To Diff or not to Diff: The cloud migration testing question

To diff, or not to diff: that is the question:
Whether 'tis nobler in the mind to suffer
The slings and arrows of outrageous data inconsistencies,
Or to take arms against a sea of discrepancies
And by asserting, end them. To migrate: to test
No more; and by a sleep to say we end
The heart-ache and the thousand downstream consumers
That legacy systems are heir to: 'tis a consummation
Devoutly to be wish'd. To migrate, to diff;
To diff: perchance to dream: ay, there's the rub;
For in that diff, a test result what dreams may come,
When we have shuffled off this hosted instance,
Must give us pause: there's the data context
That makes cloud migrations so prolong life.

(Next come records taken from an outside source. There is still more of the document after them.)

use crate::manifest::LEVEL_CEILINGS;
use crate::tests::helpers::*;
use crate::Penciller;
use anyhow::Result;
use config::PencillerConfig;
use keycodec::{EndKey, Record, Value};
use std::collections::BTreeMap;
use tempfile::tempdir;

fn sst_files_on_disk(p: &std::path::Path) -> usize {
    std::fs::read_dir(p.join("ledger/ledger_files"))
        .unwrap()
        .filter_map(|e| e.ok())
        .filter(|e| {
            e.path()
                .extension()
                .map(|x| x == "sst")
                .unwrap_or(false)
        })
        .count()
}

#[test]
fn flushed_level_zero_is_compacted_down() -> Result<()> {
    let dir = tempdir()?;
    let mut p = Penciller::open(dir.path(), test_config())?;

    fill(&mut p, &(0..15u64).collect::<Vec<_>>(), 1);
    settle(&mut p);

    assert!(!p.level0_present(), "L0 must not linger");
    assert!(p.basement() >= 1, "data moved into the levels");
    for i in 0..15u64 {
        assert!(p.fetch(&key(i))?.is_some(), "key {} lost in compaction", i);
    }
    Ok(())
}

#[test]
fn overwrite_merge_supersedes_old_files_and_sweeps_them() -> Result<()> {
    let dir = tempdir()?;
    let mut p = Penciller::open(dir.path(), test_config())?;

    // Wave one lands in the levels.
    let next_sqn = fill(&mut p, &(0..15u64).collect::<Vec<_>>(), 1);
    settle(&mut p);
    let old_files = p.level_files(p.basement());
    assert!(!old_files.is_empty());

    // Wave two overwrites the same keys and must merge, not switch.
    fill(&mut p, &(0..15u64).collect::<Vec<_>>(), next_sqn);
    settle(&mut p);

    for i in 0..15u64 {
        let v = p.fetch(&key(i))?.expect("key survived the merge");
        assert!(v.sqn >= next_sqn, "key {} still has its old sqn", i);
    }

    // With no snapshots registered the superseded files are swept.
    assert!(
        wait_until(&mut p, |p| p.pending_delete_count() == 0),
        "pending deletes never drained"
    );
    let live: usize = p.level_sizes().iter().sum();
    assert_eq!(
        sst_files_on_disk(dir.path()),
        live,
        "only manifest-referenced files remain on disk"
    );
    Ok(())
}

#[test]
fn levels_stay_sorted_and_disjoint_under_load() -> Result<()> {
    let dir = tempdir()?;
    let cfg = PencillerConfig {
        merge_file_max_keys: 8,
        ..test_config()
    };
    let mut p = Penciller::open(dir.path(), cfg)?;

    // Several flush cycles over an interleaved key pattern, forcing
    // multi-file merge output through the small file cap.
    let mut sqn = 1;
    let mut pushed = std::collections::BTreeSet::new();
    for wave in 0..4u64 {
        let indices: Vec<u64> = (0..60).map(|i| (i * 7 + wave) % 120).collect();
        pushed.extend(indices.iter().copied());
        sqn = fill(&mut p, &indices, sqn);
        settle(&mut p);
    }

    for level in 1..LEVEL_CEILINGS.len() {
        let ranges = p.level_ranges(level);
        for pair in ranges.windows(2) {
            let (_, prev_end) = (&pair[0].0, &pair[0].1);
            let (next_start, _) = (&pair[1].0, &pair[1].1);
            assert!(
                prev_end < next_start,
                "level {} entries overlap or are unsorted: {:?}",
                level,
                ranges
            );
        }
        assert!(
            p.level_sizes()[level] <= LEVEL_CEILINGS[level],
            "level {} still over its ceiling after settling",
            level
        );
    }

    // Every pushed key still readable.
    for i in pushed {
        assert!(p.fetch(&key(i))?.is_some(), "key {} went missing", i);
    }
    Ok(())
}

#[test]
fn tombstones_are_dropped_once_they_reach_the_basement() -> Result<()> {
    let dir = tempdir()?;
    let mut p = Penciller::open(dir.path(), test_config())?;

    // A live wave settles into the basement.
    let next_sqn = fill(&mut p, &(0..15u64).collect::<Vec<_>>(), 1);
    settle(&mut p);

    // Delete one key; the tombstone must flush and merge down.
    let mut tree = BTreeMap::new();
    tree.insert(key(3), Value::tombstone(next_sqn));
    push_retrying(&mut p, tree);
    let filler: Vec<u64> = (200..214).collect();
    fill(&mut p, &filler, next_sqn + 1);
    settle(&mut p);

    assert!(
        p.fetch(&key(3))?.map_or(true, |v| v.is_tombstone()),
        "deleted key must not come back alive"
    );

    // Once merged into the basement the tombstone itself is gone: a fold
    // across the range sees neither the old value nor the marker.
    let records = p.fetch_keys(
        &key(3),
        &EndKey::Inclusive(key(3)),
        Vec::new(),
        |mut acc: Vec<Record>, r| {
            acc.push(r);
            acc
        },
        None,
    )?;
    assert!(
        records.is_empty(),
        "tombstone should be garbage-collected at the basement: {:?}",
        records
    );
    Ok(())
}

#[test]
fn switch_keeps_the_same_file_when_nothing_overlaps() -> Result<()> {
    let dir = tempdir()?;
    let mut p = Penciller::open(dir.path(), test_config())?;

    fill(&mut p, &(0..15u64).collect::<Vec<_>>(), 1);
    settle(&mut p);

    // A single flush cycle with no deeper data is a switch: the level-zero
    // file keeps its name one level down and nothing is marked deleted.
    let files: Vec<String> = (1..LEVEL_CEILINGS.len())
        .flat_map(|l| p.level_files(l))
        .collect();
    assert_eq!(files.len(), 1);
    assert!(files[0].ends_with("_0_0.sst"), "level-zero name preserved");
    assert_eq!(p.pending_delete_count(), 0);
    Ok(())
}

When Shakespeare first wrote about cloud migration testing, he knew there was more than one way to ensure parity between origin and destination. In his day, however, the technology wasn’t quite ready.

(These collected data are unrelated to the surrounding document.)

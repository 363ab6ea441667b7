//! Point-in-time clones of the penciller.
//!
//! A snapshot owns a detached copy of the manifest (its entries keep the
//! underlying readers alive through their shared handles) plus a frozen
//! view of the L0 cache. Writes and compactions in the parent are
//! invisible to it; the parent's pending-delete protocol keeps every file
//! the snapshot can see on disk until the registration is released or
//! lapses.

use anyhow::{bail, Result};
use keycodec::{endkey_passed, magic_hash, EndKey, Key, KeyHash, Record, Value};
use sst::SstPointer;
use std::time::Duration;

use crate::cache::{merge_batches_in_range, LevelZeroCache, PushedBatch};
use crate::manifest::{Manifest, MAX_LEVELS};
use crate::reader::{fetch_from_levels, KeyFolder};
use crate::PencillerError;

/// How a snapshot materializes the L0 cache at registration.
#[derive(Debug, Clone)]
pub enum SnapshotMode {
    /// Full clone of cache and hash index. Serves point and range reads.
    Full,
    /// Batches without the hash index. Range reads only; cheaper to take
    /// when the holder will only iterate.
    NoLookup,
    /// The cache is merge-intersected with `[start, end]` up front and
    /// only the resulting run is kept. Range reads only.
    Range { start: Key, end: EndKey },
}

pub(crate) enum CacheView {
    Indexed(LevelZeroCache),
    Batches(Vec<PushedBatch>),
    Tree(Vec<Record>),
}

/// A registered clone. Dropping it does not release the registration;
/// call [`Penciller::release_snapshot`](crate::Penciller::release_snapshot)
/// with [`holder_id`](PencillerSnapshot::holder_id), or let the deadline
/// lapse.
pub struct PencillerSnapshot {
    holder: u64,
    observed_sqn: u64,
    manifest: Manifest,
    view: CacheView,
    slow_fetch: Duration,
}

impl PencillerSnapshot {
    pub(crate) fn new(
        holder: u64,
        observed_sqn: u64,
        manifest: Manifest,
        view: CacheView,
        slow_fetch: Duration,
    ) -> Self {
        Self {
            holder,
            observed_sqn,
            manifest,
            view,
            slow_fetch,
        }
    }

    /// The registration id to release against the parent.
    #[must_use]
    pub fn holder_id(&self) -> u64 {
        self.holder
    }

    /// The manifest generation this snapshot observes.
    #[must_use]
    pub fn observed_sqn(&self) -> u64 {
        self.observed_sqn
    }

    /// Point lookup against the frozen view.
    pub fn fetch(&self, key: &[u8]) -> Result<Option<Value>> {
        self.fetch_with_hash(key, magic_hash(key))
    }

    /// Point lookup with a precomputed hash. Only a [`SnapshotMode::Full`]
    /// clone carries the index a point lookup needs.
    pub fn fetch_with_hash(&self, key: &[u8], hash: KeyHash) -> Result<Option<Value>> {
        let Some(h) = hash.lookup() else {
            bail!(PencillerError::KeyNotHashable);
        };
        let cache = match &self.view {
            CacheView::Indexed(cache) => cache,
            CacheView::Batches(_) | CacheView::Tree(_) => {
                bail!(PencillerError::RangeOnlySnapshot)
            }
        };
        if let Some(value) = cache.lookup(key, h) {
            return Ok(Some(value.clone()));
        }
        fetch_from_levels(&self.manifest, key, hash, self.slow_fetch)
    }

    /// `true` when the frozen view's record for `key` has SQN ≤ `sqn`.
    /// A missing key is `false`: a newer tombstone may have erased it.
    pub fn check_sqn(&self, key: &[u8], sqn: u64) -> Result<bool> {
        Ok(self.fetch(key)?.map_or(false, |v| v.sqn <= sqn))
    }

    /// Folds the dominant records of `[start, end]` into `acc`.
    ///
    /// Tombstones are passed to `f` like live records; most callers skip
    /// them. `max = None` is unbounded.
    pub fn fetch_keys<Acc, F>(
        &self,
        start: &[u8],
        end: &EndKey,
        acc: Acc,
        f: F,
        max: Option<usize>,
    ) -> Result<Acc>
    where
        F: FnMut(Acc, Record) -> Acc,
    {
        let imm: Vec<Record> = match &self.view {
            CacheView::Indexed(cache) => cache.merged_in_range(start, end),
            CacheView::Batches(batches) => merge_batches_in_range(batches, start, end),
            CacheView::Tree(records) => records
                .iter()
                .filter(|(k, _)| k.as_slice() >= start && !endkey_passed(end, k))
                .cloned()
                .collect(),
        };

        let mut level_pointers = Vec::with_capacity(MAX_LEVELS);
        for level in 0..MAX_LEVELS {
            let pointers = self
                .manifest
                .range_lookup(level, start, end)
                .into_iter()
                .map(|e| SstPointer::new(e.owner, start, end))
                .collect();
            level_pointers.push(pointers);
        }

        let mut folder = KeyFolder::new(imm, level_pointers, end.clone());
        folder.fold(acc, f, max)
    }

    /// The first dominant record at or after `start` within the bound.
    pub fn fetch_next_key(&self, start: &[u8], end: &EndKey) -> Result<Option<Record>> {
        self.fetch_keys(start, end, None, |_, record| Some(record), Some(1))
    }
}

impl std::fmt::Debug for PencillerSnapshot {
    fn fmt(&self, f: &mut std::fmt::Formatter<'_>) -> std::fmt::Result {
        let mode = match self.view {
            CacheView::Indexed(_) => "full",
            CacheView::Batches(_) => "no-lookup",
            CacheView::Tree(_) => "range",
        };
        f.debug_struct("PencillerSnapshot")
            .field("holder", &self.holder)
            .field("observed_sqn", &self.observed_sqn)
            .field("mode", &mode)
            .finish()
    }
}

Thankfully, a mere four centuries later, we have everything we need to successfully test and complete a cloud data migration. Is there a clear-cut best way to do it? Well, that depends on the answers to a few questions:

  • Are you replacing existing data pipelines?
  • What types of queries are needed to extract data from the source?
  • How different are your legacy and next-gen destinations?
  • How important is long-term data quality for the datasets?

Let us not bear the whips and scorns of time. We shall proceed henceforth into the unknown—a small hamlet heretofore known as cloud migration testing. (Okay, that’s enough of that. I promise.) We’re going to cover three types of tests you can use for your cloud migration testing: assertion-based, summary statistics, and data diffing (obvs).

When to use assertion-based tests for cloud migrations

There’s a time and a place for everything, including assertion-based testing. It’s the simplest and most "naïve" form of testing, meaning it requires the least amount of sophistication and complex technical work.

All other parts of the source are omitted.